The house had been built for the aspirational lower middle class so the hallway was narrow but well proportioned. It still had its original black-and-white tiles, though, and a scruffy but antique oak hall cupboard. Simone led me into the living room. I noticed that she had sturdy but well-shaped legs under the black leggings she wore. The house had undergone the standard gentrification package, front room knocked through into the dining room, original oak floorboards sanded down, varnished, and covered in rugs. The furniture looked John Lewis, expensive, comfortable, and unimaginative. The plasma TV was conventionally large and hooked up to Sky and a Blu-ray player; the nearest shelves held DVDs, not books. A reproduction Monet hung over where the fireplace would have been if it hadn’t been ripped out sometime in the last hundred years.

“What was your relationship with Mr. Wilkinson?” I asked.

“He was my lover,” she said.

The stereo was a boring high-end Hitachi, strictly CD and solid state — no turntable at all. There were a couple of racks of CDs, Wes Montgomery, Dewey Redman, Stan Getz; the rest were a random selection of hits from the 1990s.

“I’m sorry for your loss,” I said. “I’d like to ask you a few questions if I can.”

“Is that entirely necessary, Constable?” she asked.

“We often investigate cases where the circumstances surrounding the death are unclear,” I said. Actually we, that is the police, don’t investigate unless foul play is bleeding obvious or if the Home Office has recently issued a directive insisting that we prioritize whatever the crime du jour was for the duration of the current news cycle.

“Are they unclear?” asked Simone. “I understood poor Cyrus had a heart attack.” She sat down on a pastel blue sofa and gestured for me to take my place on the matching armchair. “Isn’t that what they call natural causes?” Her eyes glistened and she rubbed at them with the back of her hand. “I’m sorry, Constable,” she said.

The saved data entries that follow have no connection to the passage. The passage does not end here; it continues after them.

use super::document::{now_ms, StoreDocument};
use super::{
    commit_stepwise, starter_rows, CommitFailure, CommitStep, LineupStore, RosterSource,
    RoundStore, TeamStore,
};
use crate::error::StoreError;
use crate::models::{
    Athlete, AthleteId, Lineup, LineupId, LineupMember, LineupUpsert, MarketEntry, Round, RoundId,
    Team,
};
use async_trait::async_trait;
use std::collections::HashSet;
use std::sync::{Mutex, MutexGuard};

/// Store kept entirely in memory.
///
/// Commits apply under a single lock, so a failed commit leaves nothing
/// behind. `stepwise()` switches to the three-call sequence instead, which is
/// what a plain remote table API gives you. Failures can be injected per step.
#[derive(Debug)]
pub struct InMemoryStore {
    doc: Mutex<StoreDocument>,
    failing: Mutex<HashSet<CommitStep>>,
    stepwise: bool,
}

impl Default for InMemoryStore {
    fn default() -> Self {
        Self::new()
    }
}

impl InMemoryStore {
    pub fn new() -> Self {
        Self::from_document(StoreDocument::new())
    }

    pub fn from_document(doc: StoreDocument) -> Self {
        Self { doc: Mutex::new(doc), failing: Mutex::new(HashSet::new()), stepwise: false }
    }

    /// Commit as three independent calls rather than one unit.
    pub fn stepwise(mut self) -> Self {
        self.stepwise = true;
        self
    }

    pub fn with_team(self, team: Team) -> Self {
        self.edit(|d| d.teams.push(team));
        self
    }

    pub fn with_round(self, round: Round) -> Self {
        self.edit(|d| d.rounds.push(round));
        self
    }

    pub fn with_athletes(self, athletes: impl IntoIterator<Item = Athlete>) -> Self {
        self.edit(|d| d.athletes.extend(athletes));
        self
    }

    pub fn with_market(self, entries: impl IntoIterator<Item = MarketEntry>) -> Self {
        self.edit(|d| d.market.extend(entries));
        self
    }

    /// Make every later call of `step` fail with a backend error.
    pub fn fail_on(&self, step: CommitStep) {
        recover(&self.failing, "failure injection").insert(step);
    }

    pub fn clear_failures(&self) {
        recover(&self.failing, "failure injection").clear();
    }

    /// Copy of the current tables.
    pub fn document(&self) -> Result<StoreDocument, StoreError> {
        Ok(self.lock()?.clone())
    }

    fn edit(&self, f: impl FnOnce(&mut StoreDocument)) {
        f(&mut recover(&self.doc, "store seed"));
    }

    fn lock(&self) -> Result<MutexGuard<'_, StoreDocument>, StoreError> {
        self.doc.lock().map_err(|_| StoreError::Poisoned)
    }

    fn check(&self, step: CommitStep) -> Result<(), StoreError> {
        let failing = self.failing.lock().map_err(|_| StoreError::Poisoned)?;
        if failing.contains(&step) {
            return Err(StoreError::Backend(format!("injected failure: {}", step)));
        }
        Ok(())
    }
}

/// Take the lock even if a panicking holder poisoned it, clearing the poison.
fn recover<'m, T>(mutex: &'m Mutex<T>, what: &str) -> MutexGuard<'m, T> {
    mutex.lock().unwrap_or_else(|poisoned| {
        tracing::warn!(what, "recovering poisoned in-memory store lock");
        mutex.clear_poison();
        poisoned.into_inner()
    })
}

#[async_trait]
impl RosterSource for InMemoryStore {
    async fn list_candidates(&self, round_id: Option<RoundId>) -> Result<Vec<Athlete>, StoreError> {
        Ok(self.lock()?.candidates(round_id))
    }
}

#[async_trait]
impl TeamStore for InMemoryStore {
    async fn get_team(&self, user_id: &str) -> Result<Option<Team>, StoreError> {
        Ok(self.lock()?.team_for_owner(user_id))
    }
}

#[async_trait]
impl RoundStore for InMemoryStore {
    async fn get_open_round(&self) -> Result<Option<Round>, StoreError> {
        Ok(self.lock()?.open_round())
    }
}

#[async_trait]
impl LineupStore for InMemoryStore {
    async fn upsert_lineup(&self, lineup: &LineupUpsert) -> Result<LineupId, StoreError> {
        self.check(CommitStep::UpsertLineup)?;
        Ok(self.lock()?.upsert_lineup(lineup, now_ms()))
    }

    async fn delete_members(&self, lineup_id: &str) -> Result<(), StoreError> {
        self.check(CommitStep::DeleteMembers)?;
        self.lock()?.delete_members(lineup_id);
        Ok(())
    }

    async fn insert_members(&self, members: &[LineupMember]) -> Result<(), StoreError> {
        self.check(CommitStep::InsertMembers)?;
        self.lock()?.insert_members(members)
    }

    async fn get_lineup(
        &self,
        team_id: &str,
        round_id: RoundId,
    ) -> Result<Option<Lineup>, StoreError> {
        Ok(self.lock()?.lineup(team_id, round_id))
    }

    async fn list_members(&self, lineup_id: &str) -> Result<Vec<LineupMember>, StoreError> {
        Ok(self.lock()?.members(lineup_id))
    }

    async fn commit_lineup(
        &self,
        lineup: &LineupUpsert,
        athlete_ids: &[AthleteId],
    ) -> Result<LineupId, CommitFailure> {
        if self.stepwise {
            return commit_stepwise(self, lineup, athlete_ids).await;
        }

        for step in [CommitStep::UpsertLineup, CommitStep::DeleteMembers, CommitStep::InsertMembers] {
            self.check(step).map_err(|e| CommitFailure::at(step, None, e))?;
        }

        let mut doc = self
            .lock()
            .map_err(|e| CommitFailure::at(CommitStep::UpsertLineup, None, e))?;

        // Work on a copy so a refused insert leaves the tables as they were.
        let mut staged = doc.clone();
        let lineup_id = staged.upsert_lineup(lineup, now_ms());
        staged.delete_members(&lineup_id);
        staged
            .insert_members(&starter_rows(&lineup_id, athlete_ids))
            .map_err(|e| CommitFailure::at(CommitStep::InsertMembers, None, e))?;
        *doc = staged;

        Ok(lineup_id)
    }
}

I told her to call me Peter, which you are just not supposed to do at this stage of an inquiry — I could practically hear Leslie yelling at me all the way from the Essex coast. She still didn’t offer me a cup of tea, though — I guess it just wasn’t my day.

Simone smiled. “Thank you, Peter. You can ask your questions.”

“Cyrus was a musician?” I asked.

“He played the alto sax.”

“And he played jazz?”

Another brief smile. “Is there any other kind of music?”

“Modal, bebop, or mainstream?” I asked, showing off.